◆ Exercise
Search the data for the string "ConfigureParams" and gather each line it is in.

◆ Material shown
//! Supervisor integration tests.
//!
//! Fixture plugins are small `/bin/sh` scripts speaking the framed
//! protocol: a readiness line on stderr, then one JSON response line per
//! request line. State that must survive a crash-restart cycle (the
//! fetch counter, the configure log) lives in files under a tempdir.

#![cfg(unix)]

use std::sync::Arc;
use std::sync::atomic::{AtomicBool, AtomicI32, AtomicU32, Ordering};
use std::time::Duration;

use junctionrelay_host::{
    HostError, LaunchCommand, PluginSupervisor, SupervisorCallbacks, SupervisorOptions,
};
use junctionrelay_protocol::ConfigureParams;

/// Replies success (with an empty sensor batch) to every request.
const ECHO_PLUGIN: &str = r#"
echo ready >&2
while IFS= read -r line; do
  id=$(printf '%s' "$line" | sed -n 's/.*"id":\([0-9]*\).*/\1/p')
  printf '{"jsonrpc":"2.0","id":%s,"result":{"success":true,"sensors":[]}}\n' "$id"
done
"#;

/// Signals ready, then swallows every request without answering.
const SILENT_PLUGIN: &str = r#"
echo ready >&2
while IFS= read -r line; do :; done
"#;

/// Never signals ready.
const MUTE_PLUGIN: &str = "sleep 5";

/// Signals ready and exits immediately.
const FLAKY_PLUGIN: &str = "echo ready >&2\nexit 1";

/// Logs configure lines to @CFG@, counts fetches in @COUNT@, and exits
/// with status 7 on the third fetch overall.
const CRASHY_PLUGIN: &str = r#"
echo ready >&2
while IFS= read -r line; do
  id=$(printf '%s' "$line" | sed -n 's/.*"id":\([0-9]*\).*/\1/p')
  case "$line" in
    *'"configure"'*)
      printf '%s\n' "$line" >> '@CFG@'
      printf '{"jsonrpc":"2.0","id":%s,"result":{"success":true}}\n' "$id"
      ;;
    *'"fetchSensors"'*)
      n=$(cat '@COUNT@' 2>/dev/null || echo 0)
      n=$((n+1))
      echo "$n" > '@COUNT@'
      if [ "$n" -eq 3 ]; then exit 7; fi
      printf '{"jsonrpc":"2.0","id":%s,"result":{"sensors":[]}}\n' "$id"
      ;;
    *)
      printf '{"jsonrpc":"2.0","id":%s,"result":{"success":true}}\n' "$id"
      ;;
  esac
done
"#;

fn fast_options() -> SupervisorOptions {
    SupervisorOptions {
        request_timeout_ms: 2_000,
        ready_timeout_ms: Some(5_000),
        max_restarts: 3,
        restart_delay_ms: 100,
    }
}

fn sh_supervisor(
    script: &str,
    options: SupervisorOptions,
    callbacks: SupervisorCallbacks,
) -> PluginSupervisor {
    let launch = LaunchCommand {
        program: "/bin/sh".into(),
        args: vec!["-c".into(), script.to_owned()],
        cwd: std::env::temp_dir(),
    };
    PluginSupervisor::with_launch("fixture".into(), launch, options, callbacks)
}

async fn wait_until(what: &str, mut condition: impl AsyncFnMut() -> bool) {
    for _ in 0..100 {
        if condition().await {
            return;
        }
        tokio::time::sleep(Duration::from_millis(50)).await;
    }
    panic!("timed out waiting for: {what}");
}

#[tokio::test]
async fn start_then_send_receives_responses() {
    let supervisor = sh_supervisor(ECHO_PLUGIN, fast_options(), SupervisorCallbacks::default());
    supervisor.start().await.unwrap();

    let result = supervisor.test_connection().await.unwrap();
    assert_eq!(result["success"], true);

    assert!(supervisor.fetch_sensors().await.unwrap().is_empty());
    assert!(
        supervisor
            .fetch_selected_sensors(&["a".into()])
            .await
            .unwrap()
            .is_empty()
    );

    supervisor.stop().await;
}

#[tokio::test]
async fn send_before_start_is_rejected() {
    let supervisor = sh_supervisor(ECHO_PLUGIN, fast_options(), SupervisorCallbacks::default());
    let err = supervisor.fetch_sensors().await.unwrap_err();
    assert!(matches!(err, HostError::NotRunning));
    assert_eq!(err.to_string(), "Plugin process not running");
}

#[tokio::test]
async fn stop_rejects_subsequent_sends() {
    let supervisor = sh_supervisor(ECHO_PLUGIN, fast_options(), SupervisorCallbacks::default());
    supervisor.start().await.unwrap();
    supervisor.stop().await;

    let err = supervisor.test_connection().await.unwrap_err();
    assert_eq!(err.to_string(), "Plugin process not running");
    assert!(!supervisor.is_running().await);
}

#[tokio::test]
async fn unanswered_request_times_out_with_method_name() {
    let options = SupervisorOptions {
        request_timeout_ms: 300,
        ..fast_options()
    };
    let supervisor = sh_supervisor(SILENT_PLUGIN, options, SupervisorCallbacks::default());
    supervisor.start().await.unwrap();

    let err = supervisor.fetch_sensors().await.unwrap_err();
    assert_eq!(
        err.to_string(),
        "Request timed out after 300ms: fetchSensors"
    );
    // A timed-out request does not kill the child.
    assert!(supervisor.is_running().await);

    supervisor.stop().await;
}

#[tokio::test]
async fn missing_readiness_line_fails_start() {
    let options = SupervisorOptions {
        ready_timeout_ms: Some(300),
        ..fast_options()
    };
    let supervisor = sh_supervisor(MUTE_PLUGIN, options, SupervisorCallbacks::default());

    let err = supervisor.start().await.unwrap_err();
    assert!(matches!(err, HostError::ReadyTimeout));
    assert_eq!(err.to_string(), "Timeout waiting for plugin ready");
    assert!(!supervisor.is_running().await);
}

#[tokio::test]
async fn stderr_lines_are_tagged_and_buffered() {
    let seen: Arc<std::sync::Mutex<Vec<String>>> = Arc::default();
    let sink = Arc::clone(&seen);
    let callbacks = SupervisorCallbacks {
        on_log: Some(Arc::new(move |line: &str| {
            sink.lock().unwrap().push(line.to_owned());
        })),
        ..Default::default()
    };

    let script = "echo ready >&2\necho hello from plugin >&2\nsleep 5";
    let supervisor = sh_supervisor(script, fast_options(), callbacks);
    supervisor.start().await.unwrap();

    wait_until("both stderr lines", async || {
        supervisor.get_logs().await.len() >= 2
    })
    .await;

    let logs = supervisor.get_logs().await;
    assert_eq!(logs[0].line, "[fixture] ready");
    assert_eq!(logs[1].line, "[fixture] hello from plugin");
    assert_eq!(*seen.lock().unwrap(), vec![
        "[fixture] ready".to_owned(),
        "[fixture] hello from plugin".to_owned(),
    ]);

    supervisor.stop().await;
}

#[tokio::test]
async fn crash_triggers_restart_with_configure_replay() {
    let dir = tempfile::tempdir().unwrap();
    let cfg_log = dir.path().join("configure.log");
    let counter = dir.path().join("fetch.count");
    let script = CRASHY_PLUGIN
        .replace("@CFG@", &cfg_log.to_string_lossy())
        .replace("@COUNT@", &counter.to_string_lossy());

    let exits: Arc<AtomicI32> = Arc::default();
    let exit_sink = Arc::clone(&exits);
    let callbacks = SupervisorCallbacks {
        on_exit: Some(Arc::new(move |code| {
            exit_sink.store(code, Ordering::SeqCst);
        })),
        ..Default::default()
    };

    let supervisor = sh_supervisor(&script, fast_options(), callbacks);
    supervisor.start().await.unwrap();

    let params = ConfigureParams {
        collector_id: 42,
        ..Default::default()
    };
    supervisor.configure(&params).await.unwrap();

    supervisor.fetch_sensors().await.unwrap();
    supervisor.fetch_sensors().await.unwrap();

    // Third fetch: the child exits with status 7 before replying.
    let err = supervisor.fetch_sensors().await.unwrap_err();
    assert_eq!(err.to_string(), "Plugin process exited with code 7");

    // The supervisor respawns and replays the stored configuration.
    wait_until("configure replay", async || {
        std::fs::read_to_string(&cfg_log)
            .map(|log| log.lines().count() == 2)
            .unwrap_or(false)
    })
    .await;

    let log = std::fs::read_to_string(&cfg_log).unwrap();
    for line in log.lines() {
        assert!(line.contains("\"collectorId\":42"), "got: {line}");
    }

    assert_eq!(supervisor.restart_count(), 1);
    assert_eq!(exits.load(Ordering::SeqCst), 7);

    // The fresh child serves requests again.
    assert!(supervisor.fetch_sensors().await.unwrap().is_empty());

    supervisor.stop().await;
}

#[tokio::test]
async fn restart_budget_is_bounded() {
    let restarts: Arc<AtomicU32> = Arc::default();
    let exhausted: Arc<AtomicBool> = Arc::default();
    let restart_sink = Arc::clone(&restarts);
    let exhausted_sink = Arc::clone(&exhausted);
    let callbacks = SupervisorCallbacks {
        on_restart: Some(Arc::new(move |attempt| {
            restart_sink.store(attempt, Ordering::SeqCst);
        })),
        on_max_restarts_exceeded: Some(Arc::new(move || {
            exhausted_sink.store(true, Ordering::SeqCst);
        })),
        ..Default::default()
    };

    let options = SupervisorOptions {
        max_restarts: 2,
        restart_delay_ms: 50,
        ..fast_options()
    };
    let supervisor = sh_supervisor(FLAKY_PLUGIN, options, callbacks);
    supervisor.start().await.unwrap();

    wait_until("restart budget exhaustion", async || {
        exhausted.load(Ordering::SeqCst)
    })
    .await;

    assert_eq!(supervisor.restart_count(), 2);
    assert_eq!(restarts.load(Ordering::SeqCst), 2);
    assert!(!supervisor.is_running().await);

    let err = supervisor.fetch_sensors().await.unwrap_err();
    assert_eq!(err.to_string(), "Plugin process not running");
}

#[tokio::test]
async fn stop_inhibits_restart() {
    let supervisor = sh_supervisor(ECHO_PLUGIN, fast_options(), SupervisorCallbacks::default());
    supervisor.start().await.unwrap();
    supervisor.stop().await;

    // Long enough for a restart to have happened if stop() did not
    // inhibit it.
    tokio::time::sleep(Duration::from_millis(400)).await;
    assert!(!supervisor.is_running().await);
    assert_eq!(supervisor.restart_count(), 0);
}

◆ Response area
use junctionrelay_protocol::ConfigureParams;
    let params = ConfigureParams {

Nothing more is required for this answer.